- Problem requirements -
Look through the material below and copy exactly the lines from the line with "price and name." to the line with "let created = self.products.add(product).await;", those two lines included.

- Materials provided -
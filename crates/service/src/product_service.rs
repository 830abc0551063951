use std::sync::Arc;

use rust_decimal::Decimal;
use tracing::{info, instrument};

use models::{product, Product};

use crate::errors::ServiceError;
use crate::repository::{CategoryRepository, ProductRepository};

/// Product business service independent of web framework. Writes check
/// the referenced category against the category repository first.
pub struct ProductService<P: ProductRepository, C: CategoryRepository> {
    products: Arc<P>,
    categories: Arc<C>,
}

impl<P: ProductRepository, C: CategoryRepository> ProductService<P, C> {
    pub fn new(products: Arc<P>, categories: Arc<C>) -> Self {
        Self { products, categories }
    }

    pub async fn get_all(&self) -> Vec<Product> {
        self.products.get_all().await
    }

    pub async fn get_by_id(&self, id: i32) -> Option<Product> {
        self.products.get_by_id(id).await
    }

    pub async fn get_active(&self) -> Vec<Product> {
        self.products.get_active_products().await
    }

    /// Products of one category; the category itself must exist.
    pub async fn get_by_category(&self, category_id: i32) -> Result<Vec<Product>, ServiceError> {
        self.ensure_category(category_id).await?;
        Ok(self.products.get_by_category_id(category_id).await)
    }

    /// Name search; a blank term means no filter and returns everything.
    pub async fn search(&self, term: &str) -> Vec<Product> {
        if term.trim().is_empty() {
            return self.products.get_all().await;
        }
        self.products.search_by_name(term).await
    }

    /// Products priced inside `[min, max]`, bounds inclusive.
    pub async fn get_in_price_range(
        &self,
        min: Decimal,
        max: Decimal,
    ) -> Result<Vec<Product>, ServiceError> {
        if min < Decimal::ZERO || max < Decimal::ZERO {
            return Err(ServiceError::Validation(
                "price bounds must not be negative".to_string(),
            ));
        }
        if min > max {
            return Err(ServiceError::Validation(
                "minimum price must not exceed maximum".to_string(),
            ));
        }
        Ok(self.products.get_products_in_price_range(min, max).await)
    }

    /// Create a product after checking its category, price and name.
    #[instrument(skip(self, product), fields(name = %product.name, category_id = product.category_id))]
    pub async fn create(&self, product: Product) -> Result<Product, ServiceError> {
        self.ensure_category(product.category_id).await?;
        product::validate_price(product.price)?;
        product::validate_name(&product.name)?;

        let created = self.products.add(product).await;
        info!(id = created.id, name = %created.name, "product_created");
        Ok(created)
    }

    /// Update an existing product; the target category must exist and the
    /// price must stay positive.
    #[instrument(skip(self, product), fields(id = product.id))]
    pub async fn update(&self, product: Product) -> Result<Product, ServiceError> {
        if !self.products.exists(product.id).await {
            return Err(ServiceError::Validation(format!(
                "product {} does not exist",
                product.id
            )));
        }
        self.ensure_category(product.category_id).await?;
        product::validate_price(product.price)?;

        let updated = self.products.update(product).await?;
        info!(id = updated.id, "product_updated");
        Ok(updated)
    }

    #[instrument(skip(self))]
    pub async fn delete(&self, id: i32) -> Result<bool, ServiceError> {
        if !self.products.exists(id).await {
            return Err(ServiceError::Validation(format!(
                "product {id} does not exist"
            )));
        }

        let deleted = self.products.delete(id).await;
        info!(id, "product_deleted");
        Ok(deleted)
    }

    async fn ensure_category(&self, category_id: i32) -> Result<(), ServiceError> {
        if !self.categories.exists(category_id).await {
            return Err(ServiceError::Validation(format!(
                "category {category_id} does not exist"
            )));
        }
        Ok(())
    }
}

#[cfg(test)]
mod tests {
    use super::*;
    use crate::storage::{InMemoryCategoryStore, InMemoryProductStore};

    fn seeded() -> ProductService<InMemoryProductStore, InMemoryCategoryStore> {
        ProductService::new(InMemoryProductStore::new(), InMemoryCategoryStore::new())
    }

    #[tokio::test]
    async fn create_rejects_unknown_category() -> Result<(), anyhow::Error> {
        let svc = seeded();
        let result = svc
            .create(Product::new("Webcam", "", Decimal::new(7_999, 2), 99, true))
            .await;
        assert!(matches!(result, Err(ServiceError::Validation(_))));
        Ok(())
    }

    #[tokio::test]
    async fn create_rejects_non_positive_price() -> Result<(), anyhow::Error> {
        let svc = seeded();
        let zero = svc
            .create(Product::new("Freebie", "", Decimal::ZERO, 1, true))
            .await;
        assert!(matches!(zero, Err(ServiceError::Validation(_))));

        let negative = svc
            .create(Product::new("Refund", "", Decimal::new(-100, 2), 1, true))
            .await;
        assert!(matches!(negative, Err(ServiceError::Validation(_))));
        Ok(())
    }

    #[tokio::test]
    async fn create_rejects_blank_name() -> Result<(), anyhow::Error> {
        let svc = seeded();
        let result = svc
            .create(Product::new("  ", "", Decimal::ONE, 1, true))
            .await;
        assert!(matches!(result, Err(ServiceError::Validation(_))));
        Ok(())
    }

    #[tokio::test]
    async fn create_assigns_fresh_id() -> Result<(), anyhow::Error> {
        let svc = seeded();
        let created = svc
            .create(Product::new(
                "Monitor",
                "27\" 4K IPS panel",
                Decimal::new(39_900, 2),
                1,
                true,
            ))
            .await?;
        assert_eq!(created.id, 6);
        assert_eq!(svc.get_all().await.len(), 6);
        Ok(())
    }

    #[tokio::test]
    async fn update_of_unknown_id_is_validation() -> Result<(), anyhow::Error> {
        let svc = seeded();
        let mut ghost = Product::new("Ghost", "", Decimal::ONE, 1, true);
        ghost.id = 99;
        let result = svc.update(ghost).await;
        assert!(matches!(result, Err(ServiceError::Validation(_))));
        Ok(())
    }

    #[tokio::test]
    async fn update_rejects_unknown_category_and_bad_price() -> Result<(), anyhow::Error> {
        let svc = seeded();

        let mut moved = svc.get_by_id(1).await.unwrap();
        moved.category_id = 99;
        assert!(matches!(
            svc.update(moved).await,
            Err(ServiceError::Validation(_))
        ));

        let mut repriced = svc.get_by_id(1).await.unwrap();
        repriced.price = Decimal::ZERO;
        assert!(matches!(
            svc.update(repriced).await,
            Err(ServiceError::Validation(_))
        ));
        Ok(())
    }

    #[tokio::test]
    async fn update_moves_product_between_categories() -> Result<(), anyhow::Error> {
        let svc = seeded();
        let mut dock = svc.get_by_id(4).await.unwrap();
        dock.category_id = 3;
        let updated = svc.update(dock).await?;
        assert_eq!(updated.category_id, 3);
        assert_eq!(svc.get_by_category(3).await?.len(), 1);
        Ok(())
    }

    #[tokio::test]
    async fn delete_of_unknown_id_is_validation() -> Result<(), anyhow::Error> {
        let svc = seeded();
        let result = svc.delete(99).await;
        assert!(matches!(result, Err(ServiceError::Validation(_))));
        Ok(())
    }

    #[tokio::test]
    async fn delete_removes_the_product() -> Result<(), anyhow::Error> {
        let svc = seeded();
        assert!(svc.delete(5).await?);
        assert!(svc.get_by_id(5).await.is_none());
        assert_eq!(svc.get_all().await.len(), 4);
        Ok(())
    }

    #[tokio::test]
    async fn get_by_category_requires_existing_category() -> Result<(), anyhow::Error> {
        let svc = seeded();
        assert!(matches!(
            svc.get_by_category(99).await,
            Err(ServiceError::Validation(_))
        ));
        let electronics = svc.get_by_category(1).await?;
        assert_eq!(
            electronics.iter().map(|p| p.id).collect::<Vec<_>>(),
            vec![1, 2, 4]
        );
        Ok(())
    }

    #[tokio::test]
    async fn price_range_rejects_negative_and_inverted_bounds() -> Result<(), anyhow::Error> {
        let svc = seeded();
        assert!(matches!(
            svc.get_in_price_range(Decimal::new(-1, 0), Decimal::TEN).await,
            Err(ServiceError::Validation(_))
        ));
        assert!(matches!(
            svc.get_in_price_range(Decimal::TEN, Decimal::ONE).await,
            Err(ServiceError::Validation(_))
        ));
        Ok(())
    }

    #[tokio::test]
    async fn price_range_filters_inclusively() -> Result<(), anyhow::Error> {
        let svc = seeded();
        let mid = svc
            .get_in_price_range(Decimal::new(40, 0), Decimal::new(160, 0))
            .await?;
        assert_eq!(
            mid.iter().map(|p| p.id).collect::<Vec<_>>(),
            vec![2, 3, 4, 5]
        );
        Ok(())
    }

    #[tokio::test]
    async fn blank_search_term_returns_all() -> Result<(), anyhow::Error> {
        let svc = seeded();
        assert_eq!(svc.search("").await.len(), 5);
        let hits = svc.search("keyboard").await;
        assert_eq!(hits.len(), 1);
        assert_eq!(hits[0].id, 2);
        Ok(())
    }

    #[tokio::test]
    async fn active_listing_skips_inactive_products() -> Result<(), anyhow::Error> {
        let svc = seeded();
        let active = svc.get_active().await;
        assert_eq!(
            active.iter().map(|p| p.id).collect::<Vec<_>>(),
            vec![1, 2, 3, 4]
        );
        Ok(())
    }
}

- Written answer -
    /// Create a product after checking its category, price and name.
    #[instrument(skip(self, product), fields(name = %product.name, category_id = product.category_id))]
    pub async fn create(&self, product: Product) -> Result<Product, ServiceError> {
        self.ensure_category(product.category_id).await?;
        product::validate_price(product.price)?;
        product::validate_name(&product.name)?;

        let created = self.products.add(product).await;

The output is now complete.